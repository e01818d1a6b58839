//! CLI definition, tracing setup, and the build command.

use std::path::PathBuf;
use std::time::Duration;

use basin_core::pipeline::{self, BuildReport, ProgressReporter};
use basin_core::sink::{ArticleSink, DirectorySink, TempFileSink};
use basin_shared::{AppConfig, BuildConfig, load_config, load_config_from};
use clap::Parser;
use color_eyre::eyre::{Result, WrapErr};
use indicatif::{ProgressBar, ProgressStyle};
use tracing::info;

// ---------------------------------------------------------------------------
// CLI structure
// ---------------------------------------------------------------------------

/// Utility that converts a recipes database into basin manifest.
#[derive(Parser)]
#[command(name = "basin-recipes", version, long_about = None)]
pub(crate) struct Cli {
    /// Input data directory (holds data/, images/ and thumbnails/).
    pub data_dir: PathBuf,

    /// Path of the manifest to write.
    pub manifest: PathBuf,

    /// Write article bodies to this directory with stable names instead of
    /// temporary files.
    #[arg(long, value_name = "DIR")]
    pub articles_dir: Option<PathBuf>,

    /// Config file (defaults to ~/.basin-recipes/basin-recipes.toml).
    #[arg(long, value_name = "FILE", env = "BASIN_RECIPES_CONFIG")]
    pub config: Option<PathBuf>,

    /// Log format: text (default) or json.
    #[arg(long, default_value = "text")]
    pub log_format: LogFormat,

    /// Verbosity level (-v, -vv).
    #[arg(short, long, action = clap::ArgAction::Count)]
    pub verbose: u8,
}

/// Log output format.
#[derive(Clone, Debug, clap::ValueEnum)]
pub(crate) enum LogFormat {
    Text,
    Json,
}

// ---------------------------------------------------------------------------
// Tracing setup
// ---------------------------------------------------------------------------

/// Initialize tracing based on CLI flags.
pub(crate) fn init_tracing(cli: &Cli) {
    use tracing_subscriber::{EnvFilter, fmt};

    let filter = match cli.verbose {
        0 => "basin=info",
        1 => "basin=debug",
        _ => "basin=trace",
    };

    let env_filter = EnvFilter::try_from_default_env().unwrap_or_else(|_| EnvFilter::new(filter));

    match cli.log_format {
        LogFormat::Text => {
            fmt()
                .with_env_filter(env_filter)
                .with_writer(std::io::stderr)
                .with_target(false)
                .init();
        }
        LogFormat::Json => {
            fmt()
                .json()
                .with_env_filter(env_filter)
                .with_writer(std::io::stderr)
                .init();
        }
    }
}

// ---------------------------------------------------------------------------
// Command
// ---------------------------------------------------------------------------

/// Build the manifest described by the CLI arguments.
pub(crate) fn run(cli: Cli) -> Result<()> {
    let app = match &cli.config {
        Some(path) => load_config_from(path)?,
        None => load_config()?,
    };

    let config = BuildConfig::new(&app, &cli.data_dir, &cli.manifest)
        .wrap_err_with(|| format!("invalid data directory '{}'", cli.data_dir.display()))?;

    let mut sink: Box<dyn ArticleSink> = match &cli.articles_dir {
        Some(dir) => Box::new(DirectorySink::new(dir)?),
        None => Box::new(TempFileSink::new()),
    };

    info!(
        data_dir = %config.data_dir.display(),
        manifest = %config.manifest_path.display(),
        "building manifest"
    );

    let reporter = CliProgress::new();
    let report = pipeline::run(&config, sink.as_mut(), &reporter);
    reporter.finish();
    let report = report?;

    print_summary(&app, &report);
    Ok(())
}

fn print_summary(app: &AppConfig, report: &BuildReport) {
    println!();
    println!("  Manifest written: {}", report.manifest_path.display());
    println!("  Articles:   {}", report.articles);
    println!("  Images:     {}", report.images);
    println!("  Categories: {}", report.categories);
    println!("  Chefs:      {}", report.chefs);
    if report.dangling > 0 {
        println!("  Dangling:   {} (strict mode off)", report.dangling);
    } else if app.manifest.strict_references {
        println!("  References: all resolved (strict)");
    }
    println!("  Time:       {:.1}s", report.elapsed.as_secs_f64());
    println!();
}

// ---------------------------------------------------------------------------
// CLI progress reporter
// ---------------------------------------------------------------------------

/// CLI progress reporter using an indicatif spinner.
struct CliProgress {
    spinner: ProgressBar,
}

impl CliProgress {
    fn new() -> Self {
        let spinner = ProgressBar::new_spinner();
        spinner.set_style(
            ProgressStyle::with_template("{spinner:.cyan} {msg}")
                .unwrap_or_else(|_| ProgressStyle::default_spinner())
                .tick_strings(&["⠋", "⠙", "⠹", "⠸", "⠼", "⠴", "⠦", "⠧", "⠇", "⠏"]),
        );
        spinner.enable_steady_tick(Duration::from_millis(80));
        Self { spinner }
    }

    fn finish(&self) {
        if !self.spinner.is_finished() {
            self.spinner.finish_and_clear();
        }
    }
}

impl ProgressReporter for CliProgress {
    fn phase(&self, name: &str) {
        self.spinner.set_message(name.to_string());
    }

    fn done(&self, _report: &BuildReport) {
        self.spinner.finish_and_clear();
    }
}
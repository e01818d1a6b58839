//! Core pipeline and domain logic for basin-recipes.
//!
//! Ties together database import, instruction markup, image discovery, and
//! manifest assembly into a single batch build (`pipeline::run`).

pub mod assembler;
pub mod categories;
pub mod images;
pub mod importer;
pub mod pipeline;
pub mod sink;
pub mod toc;
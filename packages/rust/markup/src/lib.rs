//! Instruction text to step markup.
//!
//! Recipe instructions are stored as one line of text in which steps are
//! separated by a literal `\n` escape and images are referenced inline as
//! `[image:N]`. This crate turns that into step-structured HTML. The
//! heading class and anchor naming defined here are also what the table of
//! contents builder splits on, so both sides must use these helpers.

use std::sync::LazyLock;

use basin_shared::ContentId;
use regex::Regex;
use tracing::{debug, instrument};

/// Literal two-character escape separating steps in raw instructions.
pub const STEP_SEPARATOR: &str = "\\n";

/// Class carried by every step heading; one occurrence per step.
pub const STEP_HEADLINE_CLASS: &str = "mw-headline";

/// Default display height (px) for embedded images.
pub const DEFAULT_IMAGE_HEIGHT: u32 = 400;

/// Matches an image placeholder, capturing its index.
static PLACEHOLDER_RE: LazyLock<Regex> =
    LazyLock::new(|| Regex::new(r"\[image:(\d+)\]").expect("placeholder regex"));

// ---------------------------------------------------------------------------
// Public types
// ---------------------------------------------------------------------------

/// Options for rendering instruction markup.
#[derive(Debug, Clone)]
pub struct MarkupOptions {
    /// Height attribute of embedded `<img>` tags.
    pub image_height: u32,
}

impl Default for MarkupOptions {
    fn default() -> Self {
        Self {
            image_height: DEFAULT_IMAGE_HEIGHT,
        }
    }
}

/// Rendered instruction markup.
#[derive(Debug, Clone, PartialEq, Eq)]
pub struct RenderedInstructions {
    /// Final HTML body.
    pub html: String,
    /// Number of step headings emitted.
    pub step_count: usize,
    /// Placeholder indices left in the text because they exceed the image
    /// list, in order of appearance.
    pub unresolved: Vec<usize>,
}

// ---------------------------------------------------------------------------
// Transformer
// ---------------------------------------------------------------------------

/// Anchor id of the step at zero-based `index` (`Step0`, `Step1`, ...).
pub fn step_anchor(index: usize) -> String {
    format!("Step{index}")
}

/// Split raw instructions into trimmed, non-empty steps in source order.
pub fn split_steps(raw: &str) -> Vec<&str> {
    raw.split(STEP_SEPARATOR)
        .map(str::trim)
        .filter(|step| !step.is_empty())
        .collect()
}

/// Render raw instructions as step markup and substitute image placeholders.
///
/// `images[i]` replaces every `[image:i]`. Placeholders outside the list are
/// left as literal text and reported in [`RenderedInstructions::unresolved`].
#[instrument(skip_all, fields(images = images.len()))]
pub fn transform_instructions(
    raw: &str,
    images: &[ContentId],
    opts: &MarkupOptions,
) -> RenderedInstructions {
    let steps = split_steps(raw);
    let html: String = steps
        .iter()
        .enumerate()
        .map(|(index, text)| render_step(index, text))
        .collect();

    let html = substitute_images(html, images, opts.image_height);
    let unresolved = unresolved_placeholders(&html);

    debug!(
        steps = steps.len(),
        unresolved = unresolved.len(),
        len = html.len(),
        "instructions rendered"
    );

    RenderedInstructions {
        html,
        step_count: steps.len(),
        unresolved,
    }
}

// ---------------------------------------------------------------------------
// Helpers
// ---------------------------------------------------------------------------

fn render_step(index: usize, text: &str) -> String {
    format!(
        " <span class=\"{STEP_HEADLINE_CLASS}\" id=\"{anchor}\"><h2>Step {number}</h2></span><p>{text}</p> ",
        anchor = step_anchor(index),
        number = index + 1,
    )
}

fn image_tag(id: &ContentId, height: u32) -> String {
    format!(" <img src=\"{id}\" height=\"{height}\"> ")
}

/// Replace placeholders positionally against `images`.
fn substitute_images(mut html: String, images: &[ContentId], height: u32) -> String {
    for (index, id) in images.iter().enumerate() {
        let placeholder = format!("[image:{index}]");
        if html.contains(&placeholder) {
            html = html.replace(&placeholder, &image_tag(id, height));
        }
    }
    html
}

fn unresolved_placeholders(html: &str) -> Vec<usize> {
    PLACEHOLDER_RE
        .captures_iter(html)
        .filter_map(|caps| caps[1].parse().ok())
        .collect()
}
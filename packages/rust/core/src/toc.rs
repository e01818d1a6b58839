//! TOC (Table of Contents) builder.
//!
//! Recovers the step index of a rendered article from its HTML. Steps are
//! found by splitting on the step heading class, so this must stay in sync
//! with the markup emitted by `basin_markup`.

use tracing::{debug, instrument};

use basin_markup::{STEP_HEADLINE_CLASS, step_anchor};
use basin_shared::StepDescriptor;

/// Build the table of contents for rendered article HTML.
///
/// Everything before the first step heading is preamble and produces no
/// entry, so the result has one descriptor per heading, indexed from 0.
#[instrument(skip_all, fields(len = html.len()))]
pub fn build_toc(html: &str) -> Vec<StepDescriptor> {
    let steps = html.split(STEP_HEADLINE_CLASS).count().saturating_sub(1);
    debug!(steps, "TOC built from step headings");
    (0..steps).map(step_descriptor).collect()
}

/// Descriptor for the step at zero-based `index`.
pub fn step_descriptor(index: usize) -> StepDescriptor {
    StepDescriptor {
        id: index,
        label: format!("Step {}", index + 1),
        index_label: index.to_string(),
        index,
        content: format!("#{}", step_anchor(index)),
    }
}

// ---------------------------------------------------------------------------
// Tests
// ---------------------------------------------------------------------------
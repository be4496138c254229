//! `mailintake`: best-effort MIME ingestion.
//!
//! This crate turns raw internet-mail bytes into structured [`Email`] records
//! (envelope fields, first plain-text and HTML bodies, decoded attachments),
//! and provides the pipeline that moves messages from object storage into a
//! repository.
//!
//! ```
//! let raw = b"From: Alice <alice@example.com>\r\nSubject: Hi\r\n\r\n  hello  \r\n";
//! let email = mailintake::parse_email(raw);
//! assert_eq!(email.from_address, "alice@example.com");
//! assert_eq!(email.plain_text, "hello");
//! ```

pub mod config;
pub mod error;
pub mod export;
pub mod ingest;
pub mod model;
pub mod parser;
pub mod persist;
pub mod sanitize;
pub mod store;

pub use error::{IngestError, MimeError, Result};
pub use model::email::Email;
pub use parser::eml::{parse_email, MailParser, ParserOptions};
//! Content-Transfer-Encoding decoding with a hard per-part size cap.
//!
//! `base64` is decoded as a stream; `quoted-printable` is decoded a chunk at a
//! time up to the last complete line or escape; anything else passes through. Output is read in 1 KiB
//! chunks and stops at the cap without signalling truncation. A decode error
//! yields an empty result for that part only.

use std::io::{self, Read};

use base64::engine::general_purpose::{GeneralPurpose, GeneralPurposeConfig};
use base64::engine::DecodePaddingMode;
use base64::read::DecoderReader;
use quoted_printable::ParseMode;
use tracing::{debug, trace};

/// Read granularity when accumulating a part.
const CHUNK_SIZE: usize = 1024;

/// Default per-part cap: 25 MiB.
pub const DEFAULT_MAX_PART_SIZE: usize = 25 * 1024 * 1024;

/// Standard alphabet, tolerant of missing padding and stray trailing bits.
const LENIENT_BASE64: GeneralPurpose = GeneralPurpose::new(
    &base64::alphabet::STANDARD,
    GeneralPurposeConfig::new()
        .with_decode_padding_mode(DecodePaddingMode::Indifferent)
        .with_decode_allow_trailing_bits(true),
);

/// Declared transfer encoding of a part.
#[derive(Debug, Clone, Copy, PartialEq, Eq)]
pub enum TransferEncoding {
    /// `7bit`, `8bit`, `binary`, unknown values, or no header at all.
    Identity,
    Base64,
    QuotedPrintable,
}

impl TransferEncoding {
    /// Classify a `Content-Transfer-Encoding` value (case-insensitive).
    pub fn from_header(value: &str) -> Self {
        let value = value.trim();
        if value.eq_ignore_ascii_case("base64") {
            Self::Base64
        } else if value.eq_ignore_ascii_case("quoted-printable") {
            Self::QuotedPrintable
        } else {
            Self::Identity
        }
    }
}

/// Undo `encoding` on everything `reader` yields, keeping at most `max_size`
/// decoded bytes.
///
/// Never fails: a corrupt stream produces an empty vector.
pub fn decode<R: Read>(reader: R, encoding: TransferEncoding, max_size: usize) -> Vec<u8> {
    let result = match encoding {
        TransferEncoding::Identity => read_capped(reader, max_size),
        TransferEncoding::Base64 => read_capped(
            DecoderReader::new(SkipWhitespace { inner: reader }, &LENIENT_BASE64),
            max_size,
        ),
        TransferEncoding::QuotedPrintable => decode_quoted_printable(reader, max_size),
    };

    match result {
        Ok(bytes) => bytes,
        Err(e) => {
            debug!(?encoding, error = %e, "Transfer decoding failed, dropping part content");
            Vec::new()
        }
    }
}

/// Accumulate `reader` in fixed-size chunks until EOF or `max_size` bytes.
fn read_capped<R: Read>(mut reader: R, max_size: usize) -> io::Result<Vec<u8>> {
    let mut buf = Vec::new();
    let mut chunk = [0u8; CHUNK_SIZE];

    while buf.len() < max_size {
        let want = CHUNK_SIZE.min(max_size - buf.len());
        let n = match reader.read(&mut chunk[..want]) {
            Ok(0) => return Ok(buf),
            Ok(n) => n,
            Err(e) if e.kind() == io::ErrorKind::Interrupted => continue,
            Err(e) => return Err(e),
        };
        buf.extend_from_slice(&chunk[..n]);
    }

    trace!(max_size, "Part reached the size cap");
    Ok(buf)
}

fn decode_quoted_printable<R: Read>(mut reader: R, max_size: usize) -> io::Result<Vec<u8>> {
    let mut decoded = Vec::new();
    let mut pending = Vec::new();
    let mut chunk = [0u8; CHUNK_SIZE];

    while decoded.len() < max_size {
        let n = match reader.read(&mut chunk) {
            Ok(n) => n,
            Err(e) if e.kind() == io::ErrorKind::Interrupted => continue,
            Err(e) => return Err(e),
        };
        if n == 0 {
            decoded.extend(qp_decode(&pending)?);
            pending.clear();
            break;
        }
        pending.extend_from_slice(&chunk[..n]);
        let ready = qp_decodable_len(&pending);
        if ready > 0 {
            decoded.extend(qp_decode(&pending[..ready])?);
            pending.drain(..ready);
        }
    }

    if decoded.len() >= max_size {
        trace!(max_size, "Part reached the size cap");
    }
    decoded.truncate(max_size);
    Ok(decoded)
}

fn qp_decode(raw: &[u8]) -> io::Result<Vec<u8>> {
    quoted_printable::decode(raw, ParseMode::Robust)
        .map_err(|e| io::Error::new(io::ErrorKind::InvalidData, e.to_string()))
}

/// Length of the longest prefix of `buf` that decodes the same alone as it
/// does with more input after it.
///
/// That is everything through the last line break. Inside an unbroken line
/// it excludes trailing whitespace, which the decoder strips at line end,
/// and an unfinished `=` or `=X` escape.
fn qp_decodable_len(buf: &[u8]) -> usize {
    if let Some(pos) = buf.iter().rposition(|&b| b == b'\n') {
        return pos + 1;
    }
    let mut end = buf.len();
    loop {
        while end > 0 && buf[end - 1].is_ascii_whitespace() {
            end -= 1;
        }
        let tail = end.saturating_sub(2);
        match buf[tail..end].iter().position(|&b| b == b'=') {
            Some(i) => end = tail + i,
            None => return end,
        }
    }
}

/// Drops ASCII whitespace so line-wrapped base64 reaches the decoder as one run.
struct SkipWhitespace<R> {
    inner: R,
}

impl<R: Read> Read for SkipWhitespace<R> {
    fn read(&mut self, buf: &mut [u8]) -> io::Result<usize> {
        loop {
            let n = self.inner.read(buf)?;
            if n == 0 {
                return Ok(0);
            }
            let mut kept = 0;
            for i in 0..n {
                if !buf[i].is_ascii_whitespace() {
                    buf[kept] = buf[i];
                    kept += 1;
                }
            }
            if kept > 0 {
                return Ok(kept);
            }
        }
    }
}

::::

Your instructions:
Take every line from the listing above that includes the word "StepDescriptor" and copy it.

Worked solution:
use basin_shared::StepDescriptor;
pub fn build_toc(html: &str) -> Vec<StepDescriptor> {
pub fn step_descriptor(index: usize) -> StepDescriptor {
    StepDescriptor {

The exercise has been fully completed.